WHAT YOU WILL DO. Below are some records. How many of their lines contain the string "usize"? Answer with the number alone.

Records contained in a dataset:
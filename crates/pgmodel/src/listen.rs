//! PostgreSQL LISTEN/NOTIFY support.
//!
//! A [`Listener`] owns a dedicated connection driven by one background worker.
//! The worker multiplexes three event sources:
//!
//! - commands from the handle (`listen`, `unlisten`, `close`),
//! - notifications read from the connection,
//! - a keepalive timer that pings the server after a quiet period.
//!
//! Every registered channel has a bounded queue and one consumer task that
//! invokes the channel's callback with the notification payload. When the
//! connection is lost the worker reconnects with exponential backoff and
//! re-issues `LISTEN` for every registered channel.

use crate::error::{OrmError, OrmResult};
use crate::ident::quote_ident;
use std::collections::HashMap;
use std::future::poll_fn;
use std::sync::Arc;
use std::sync::atomic::{AtomicU8, AtomicU64, Ordering};
use std::time::Duration;
use tokio::sync::{mpsc, oneshot};
use tokio::task::JoinHandle;
use tokio::time::{Instant, MissedTickBehavior};
use tokio_postgres::tls::{MakeTlsConnect, TlsConnect};
use tokio_postgres::{AsyncMessage, Socket};

const DEFAULT_QUEUE_CAPACITY: usize = 256;
const DEFAULT_RECONNECT_BACKOFF_MIN: Duration = Duration::from_secs(10);
const DEFAULT_RECONNECT_BACKOFF_MAX: Duration = Duration::from_secs(60);
const DEFAULT_KEEPALIVE_INTERVAL: Duration = Duration::from_secs(90);

/// Callback invoked with the payloads of a notification.
pub type NotificationCallback = Arc<dyn Fn(Vec<String>) + Send + Sync>;

/// Queue policy when a channel's queue is full.
#[derive(Debug, Clone, Copy, PartialEq, Eq)]
pub enum ListenerQueuePolicy {
    /// Drop new incoming notifications.
    DropNewest,
    /// Apply backpressure and wait for the consumer.
    Block,
}

/// Connection state of a listener worker.
#[derive(Debug, Clone, Copy, PartialEq, Eq)]
pub enum ListenerState {
    Connecting,
    Connected,
    Reconnecting,
    Closed,
}

impl ListenerState {
    fn as_u8(self) -> u8 {
        match self {
            Self::Connecting => 0,
            Self::Connected => 1,
            Self::Reconnecting => 2,
            Self::Closed => 3,
        }
    }

    fn from_u8(v: u8) -> Self {
        match v {
            0 => Self::Connecting,
            1 => Self::Connected,
            2 => Self::Reconnecting,
            _ => Self::Closed,
        }
    }
}

/// Runtime statistics for a listener worker.
#[derive(Debug, Clone, Copy, Default)]
pub struct ListenerStats {
    /// Number of successful reconnects.
    pub reconnect_count: u64,
    /// Number of dropped notifications due to queue policy.
    pub dropped_notifications: u64,
}

/// Configuration for a [`Listener`].
#[derive(Debug, Clone)]
pub struct ListenerConfig {
    /// Per-channel notification queue capacity.
    pub queue_capacity: usize,
    /// Queue overflow policy.
    pub queue_policy: ListenerQueuePolicy,
    /// Whether to reconnect automatically after connection loss.
    pub reconnect: bool,
    /// Minimum reconnect backoff.
    pub reconnect_backoff_min: Duration,
    /// Maximum reconnect backoff.
    pub reconnect_backoff_max: Duration,
    /// Quiet period after which the connection is pinged.
    pub keepalive_interval: Duration,
}

impl Default for ListenerConfig {
    fn default() -> Self {
        Self {
            queue_capacity: DEFAULT_QUEUE_CAPACITY,
            queue_policy: ListenerQueuePolicy::DropNewest,
            reconnect: true,
            reconnect_backoff_min: DEFAULT_RECONNECT_BACKOFF_MIN,
            reconnect_backoff_max: DEFAULT_RECONNECT_BACKOFF_MAX,
            keepalive_interval: DEFAULT_KEEPALIVE_INTERVAL,
        }
    }
}

impl ListenerConfig {
    /// Create config with defaults.
    pub fn new() -> Self {
        Self::default()
    }

    /// Set per-channel queue capacity.
    pub fn queue_capacity(mut self, capacity: usize) -> Self {
        self.queue_capacity = capacity;
        self
    }

    /// Set queue policy.
    pub fn queue_policy(mut self, policy: ListenerQueuePolicy) -> Self {
        self.queue_policy = policy;
        self
    }

    /// Enable or disable reconnect.
    pub fn reconnect(mut self, reconnect: bool) -> Self {
        self.reconnect = reconnect;
        self
    }

    /// Set reconnect backoff range.
    pub fn reconnect_backoff(mut self, min: Duration, max: Duration) -> Self {
        self.reconnect_backoff_min = min;
        self.reconnect_backoff_max = max;
        self
    }

    /// Set the keepalive interval.
    pub fn keepalive_interval(mut self, interval: Duration) -> Self {
        self.keepalive_interval = interval;
        self
    }
}

struct ListenerShared {
    state: AtomicU8,
    reconnect_count: AtomicU64,
    dropped_notifications: AtomicU64,
}

impl ListenerShared {
    fn new(initial_state: ListenerState) -> Self {
        Self {
            state: AtomicU8::new(initial_state.as_u8()),
            reconnect_count: AtomicU64::new(0),
            dropped_notifications: AtomicU64::new(0),
        }
    }

    fn set_state(&self, state: ListenerState) {
        self.state.store(state.as_u8(), Ordering::Relaxed);
    }

    fn state(&self) -> ListenerState {
        ListenerState::from_u8(self.state.load(Ordering::Relaxed))
    }

    fn inc_reconnect(&self) {
        self.reconnect_count.fetch_add(1, Ordering::Relaxed);
    }

    fn inc_dropped_notifications(&self) {
        self.dropped_notifications.fetch_add(1, Ordering::Relaxed);
    }

    fn stats(&self) -> ListenerStats {
        ListenerStats {
            reconnect_count: self.reconnect_count.load(Ordering::Relaxed),
            dropped_notifications: self.dropped_notifications.load(Ordering::Relaxed),
        }
    }
}

enum ListenerCommand {
    Listen {
        channel: String,
        callback: NotificationCallback,
        resp: oneshot::Sender<OrmResult<()>>,
    },
    Unlisten {
        channel: String,
        resp: oneshot::Sender<OrmResult<()>>,
    },
    UnlistenAll {
        resp: oneshot::Sender<OrmResult<()>>,
    },
    Close {
        resp: oneshot::Sender<OrmResult<()>>,
    },
}

/// A registered channel: its queue and the task draining it.
struct Registration {
    queue: mpsc::Sender<String>,
    _consumer: JoinHandle<()>,
}

impl Registration {
    fn spawn(channel: &str, callback: NotificationCallback, capacity: usize) -> Self {
        let (queue, mut rx) = mpsc::channel::<String>(capacity.max(1));
        let channel = channel.to_string();
        let consumer = tokio::spawn(async move {
            while let Some(payload) = rx.recv().await {
                let callback = callback.clone();
                // Callbacks are synchronous and may block; keep them off the runtime.
                if let Err(e) = tokio::task::spawn_blocking(move || callback(vec![payload])).await {
                    tracing::warn!(
                        target: "pgmodel.listen",
                        channel = %channel,
                        error = %e,
                        "notification callback failed"
                    );
                }
            }
            tracing::trace!(target: "pgmodel.listen", channel = %channel, "consumer finished");
        });
        Self {
            queue,
            _consumer: consumer,
        }
    }
}

type Registrations = HashMap<String, Registration>;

REPLY. 4